To evaluate any HF model, start an inference server with the desired model before running the eval command. For example, to evaluate against the math500 and aime2025 environments, run the following commands:
uv run inference --model.name <model-name>
uv run eval \
  --model.name <model-name> \
  --environment-ids math500,aime2025

Checkpoints

To evaluate a SFT or RL checkpoint, start an inference server with the model being the base model that you started training from and specify the directory containing the weight checkpoints with --weights-dir.
uv run inference --model.name <model-name>
uv run eval \
  --model.name <model-name> \
  --environment-ids math500,aime2025 \
  --weights-dir outputs/weights
By default, this will evaluate the base model and all step checkpoints found in the weights directory. To skip evaling the base model, set --no-eval-base and to evaluate only specific steps, set --steps as a comma-separated list of integers representing the steps to evaluate. For example,
uv run eval \
  --model.name <model-name> \
  --environment-ids math500,aime2025 \
  --weights-dir outputs/weights \
  --steps 10,20,30,40,50 \
  --no-eval-base

API Models

To evaluate API models, you need to set the API base URL and API key. We will exemplify this with the OpenAI API, but the same principles apply to other inference providers.

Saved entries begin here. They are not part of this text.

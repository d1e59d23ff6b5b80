//! Backup command implementation.

use cairn_store::{RecordStore, StoreConfig};
use std::fs;
use std::path::Path;
use tracing::info;

/// Runs the backup command: copies the store file verbatim into the
/// destination folder under a timestamped name.
pub fn run(path: &Path, destination: &Path) -> Result<(), Box<dyn std::error::Error>> {
    info!("Backing up {:?}", path);

    if !destination.exists() {
        fs::create_dir_all(destination)?;
    }

    let config = StoreConfig::default().create_if_missing(false);
    let store = RecordStore::open(path, config)?;
    let backup_path = store.backup(destination)?;
    store.close()?;

    println!("Backup created");
    println!("  Source: {}", path.display());
    println!("  Copy:   {}", backup_path.display());
    println!("  Size:   {} bytes", backup_path.metadata()?.len());
    Ok(())
}
//! Store configuration.

use cairn_bits::Charset;
use std::time::Duration;

/// Configuration for opening a record store.
#[derive(Debug, Clone)]
pub struct StoreConfig {
    /// Whether to create the database file if it doesn't exist.
    pub create_if_missing: bool,

    /// How long a statement waits on a locked database before failing.
    pub busy_timeout: Duration,

    /// Charset used when serializing text inside blob-backed columns.
    pub blob_charset: Charset,
}

impl Default for StoreConfig {
    fn default() -> Self {
        Self {
            create_if_missing: true,
            busy_timeout: Duration::from_secs(5),
            blob_charset: Charset::Utf8,
        }
    }
}

impl StoreConfig {
    /// Creates a configuration with default values.
    #[must_use]
    pub fn new() -> Self {
        Self::default()
    }

    /// Sets whether to create the database file if missing.
    #[must_use]
    pub const fn create_if_missing(mut self, value: bool) -> Self {
        self.create_if_missing = value;
        self
    }

    /// Sets the busy timeout.
    #[must_use]
    pub const fn busy_timeout(mut self, value: Duration) -> Self {
        self.busy_timeout = value;
        self
    }

    /// Sets the charset for text inside blob-backed columns.
    #[must_use]
    pub const fn blob_charset(mut self, value: Charset) -> Self {
        self.blob_charset = value;
        self
    }
}
//! Schema construction and sealing.
//!
//! Schemas go through two distinct types: a mutable [`SchemaBuilder`] and an
//! immutable [`Schema`] that can only be obtained by consuming a builder
//! through [`SchemaBuilder::seal`]. There is no way back, and no runtime
//! "is it sealed" flag to check.

use crate::column::Column;
use crate::error::{ModelError, ModelResult};
use crate::kind::ColumnKind;

/// Largest number of columns a single schema (model slot) may declare.
pub const MAX_COLUMNS: usize = 256;

/// An index declaration, expressed over column names.
///
/// Resolved to column positions when the owning schema is sealed.
#[derive(Debug, Clone, PartialEq, Eq)]
pub struct IndexSpec {
    name: String,
    columns: Vec<String>,
    unique: bool,
    primary_key: bool,
    auto_increment: bool,
}

impl IndexSpec {
    /// A plain (non-unique) index over the given columns.
    pub fn plain(name: impl Into<String>, columns: Vec<String>) -> Self {
        Self {
            name: name.into(),
            columns,
            unique: false,
            primary_key: false,
            auto_increment: false,
        }
    }

    /// A uniqueness constraint over the given columns.
    pub fn unique(name: impl Into<String>, columns: Vec<String>) -> Self {
        Self {
            unique: true,
            ..Self::plain(name, columns)
        }
    }

    /// The primary key over the given columns.
    pub fn primary_key(name: impl Into<String>, columns: Vec<String>) -> Self {
        Self {
            unique: true,
            primary_key: true,
            ..Self::plain(name, columns)
        }
    }

    /// An auto-incrementing integer primary key over a single column.
    pub fn auto_increment(name: impl Into<String>, column: impl Into<String>) -> Self {
        Self {
            unique: true,
            primary_key: true,
            auto_increment: true,
            ..Self::plain(name, vec![column.into()])
        }
    }
}

/// An index over one or more columns of a sealed schema.
#[derive(Debug, Clone, PartialEq, Eq)]
pub struct Index {
    name: String,
    positions: Vec<usize>,
    unique: bool,
    primary_key: bool,
    auto_increment: bool,
}

impl Index {
    /// Index name.
    #[must_use]
    pub fn name(&self) -> &str {
        &self.name
    }

    /// Positions of the indexed columns, in index order.
    #[must_use]
    pub fn positions(&self) -> &[usize] {
        &self.positions
    }

    /// Whether the index enforces uniqueness.
    #[must_use]
    pub fn is_unique(&self) -> bool {
        self.unique
    }

    /// Whether the index is the schema's primary key.
    #[must_use]
    pub fn is_primary_key(&self) -> bool {
        self.primary_key
    }

    /// Whether the key value is assigned by the storage backend on insert.
    #[must_use]
    pub fn is_auto_increment(&self) -> bool {
        self.auto_increment
    }

    /// Whether the index covers exactly one column.
    #[must_use]
    pub fn is_single_column(&self) -> bool {
        self.positions.len() == 1
    }
}

/// Mutable schema under construction.
#[derive(Debug, Clone)]
pub struct SchemaBuilder {
    model_id: u64,
    schema_number: u32,
    name: String,
    columns: Vec<Column>,
    indexes: Vec<IndexSpec>,
}

impl SchemaBuilder {
    /// Starts a new schema in the given model namespace.
    pub fn new(model_id: u64, schema_number: u32, name: impl Into<String>) -> Self {
        Self {
            model_id,
            schema_number,
            name: name.into(),
            columns: Vec::new(),
            indexes: Vec::new(),
        }
    }

    /// Appends a column. Name collisions are reported at seal time.
    #[must_use]
    pub fn column(mut self, column: Column) -> Self {
        self.columns.push(column);
        self
    }

    /// Appends an index declaration.
    #[must_use]
    pub fn index(mut self, index: IndexSpec) -> Self {
        self.indexes.push(index);
        self
    }

    /// Seals the schema, consuming the builder.
    ///
    /// # Errors
    ///
    /// Returns [`ModelError::SchemaBuild`] on: zero columns, more than
    /// [`MAX_COLUMNS`] columns, duplicate column names (case-insensitive),
    /// an index naming an unknown column, no primary key, more than one
    /// primary key, an auto-incrementing key that is not a single integer
    /// column, an optional primary-key column, or a default value that does
    /// not fit its column's kind.
    pub fn seal(self) -> ModelResult<Schema> {
        let schema_name = self.name;

        if self.columns.is_empty() {
            return Err(ModelError::schema_build(&schema_name, "schema has no columns"));
        }
        if self.columns.len() > MAX_COLUMNS {
            return Err(ModelError::schema_build(
                &schema_name,
                format!(
                    "schema has {} columns, the maximum is {MAX_COLUMNS}",
                    self.columns.len()
                ),
            ));
        }

        // Duplicate names, case-insensitive.
        let lowered: Vec<String> = self
            .columns
            .iter()
            .map(|c| c.name().to_lowercase())
            .collect();
        for (i, name) in lowered.iter().enumerate() {
            if lowered[..i].contains(name) {
                return Err(ModelError::schema_build(
                    &schema_name,
                    format!("duplicate column name \"{}\"", self.columns[i].name()),
                ));
            }
        }

        // Default values must fit their columns.
        for column in &self.columns {
            if let Some(default) = column.default_value() {
                column.kind().check(column.name(), default)?;
            }
        }

        // Resolve index column names to positions.
        let mut indexes = Vec::with_capacity(self.indexes.len());
        let mut primary_key = None;
        for spec in self.indexes {
            let mut positions = Vec::with_capacity(spec.columns.len());
            for col_name in &spec.columns {
                let position = lowered
                    .iter()
                    .position(|n| n == &col_name.to_lowercase())
                    .ok_or_else(|| {
                        ModelError::schema_build(
                            &schema_name,
                            format!("index \"{}\" names unknown column \"{col_name}\"", spec.name),
                        )
                    })?;
                positions.push(position);
            }
            if positions.is_empty() {
                return Err(ModelError::schema_build(
                    &schema_name,
                    format!("index \"{}\" covers no columns", spec.name),
                ));
            }

            let index = Index {
                name: spec.name,
                positions,
                unique: spec.unique,
                primary_key: spec.primary_key,
                auto_increment: spec.auto_increment,
            };

            if index.primary_key {
                if primary_key.is_some() {
                    return Err(ModelError::schema_build(
                        &schema_name,
                        "schema declares more than one primary key",
                    ));
                }
                if index.auto_increment {
                    let single_integer = index.is_single_column()
                        && matches!(
                            self.columns[index.positions[0]].kind(),
                            ColumnKind::Integer { .. }
                        );
                    if !single_integer {
                        return Err(ModelError::schema_build(
                            &schema_name,
                            "an auto-incrementing key must be a single integer column",
                        ));
                    }
                }
                for &position in &index.positions {
                    if self.columns[position].is_optional() {
                        return Err(ModelError::schema_build(
                            &schema_name,
                            format!(
                                "primary-key column \"{}\" cannot be optional",
                                self.columns[position].name()
                            ),
                        ));
                    }
                }
                primary_key = Some(indexes.len());
            }
            indexes.push(index);
        }

        let Some(primary_key) = primary_key else {
            return Err(ModelError::schema_build(&schema_name, "no primary key declared"));
        };

        Ok(Schema {
            model_id: self.model_id,
            schema_number: self.schema_number,
            name: schema_name,
            columns: self.columns,
            indexes,
            primary_key,
        })
    }
}

/// A sealed, immutable schema: named, versioned, ordered columns plus
/// indexes, belonging to a model namespace.
#[derive(Debug, Clone, PartialEq)]
pub struct Schema {
    model_id: u64,
    schema_number: u32,
    name: String,
    columns: Vec<Column>,
    indexes: Vec<Index>,
    /// Position of the primary key within `indexes`.
    primary_key: usize,
}

impl Schema {
    /// Stable identifier of the model namespace this schema belongs to.
    #[must_use]
    pub fn model_id(&self) -> u64 {
        self.model_id
    }

    /// Position of this schema within its model.
    #[must_use]
    pub fn schema_number(&self) -> u32 {
        self.schema_number
    }

    /// Schema name.
    #[must_use]
    pub fn name(&self) -> &str {
        &self.name
    }

    /// Columns in declaration order.
    #[must_use]
    pub fn columns(&self) -> &[Column] {
        &self.columns
    }

    /// The column at the given position.
    #[must_use]
    pub fn column(&self, position: usize) -> &Column {
        &self.columns[position]
    }

    /// Finds a column position by case-insensitive name.
    pub fn position_of(&self, name: &str) -> ModelResult<usize> {
        self.columns
            .iter()
            .position(|c| c.name().eq_ignore_ascii_case(name))
            .ok_or_else(|| ModelError::NoSuchColumn {
                name: name.to_owned(),
            })
    }

    /// All indexes, primary key included.
    #[must_use]
    pub fn indexes(&self) -> &[Index] {
        &self.indexes
    }

    /// The primary key index.
    #[must_use]
    pub fn primary_key(&self) -> &Index {
        &self.indexes[self.primary_key]
    }

    /// Position of the auto-incrementing key column, if the schema has one.
    #[must_use]
    pub fn auto_increment_position(&self) -> Option<usize> {
        let pk = self.primary_key();
        if pk.is_auto_increment() {
            Some(pk.positions()[0])
        } else {
            None
        }
    }
}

First, set the API key as an environment variable.
export OPENAI_API_KEY=...
Then, start evaluation by setting the base URL, the name of the environment variable containing the API key, and the model identifier that is exposed by the API.
uv run eval \
  --client.base-url https://api.openai.com/v1 \
  --client.api-key-var OPENAI_API_KEY \
  --model.name <model-name> \
  --environment-ids math500,aime2025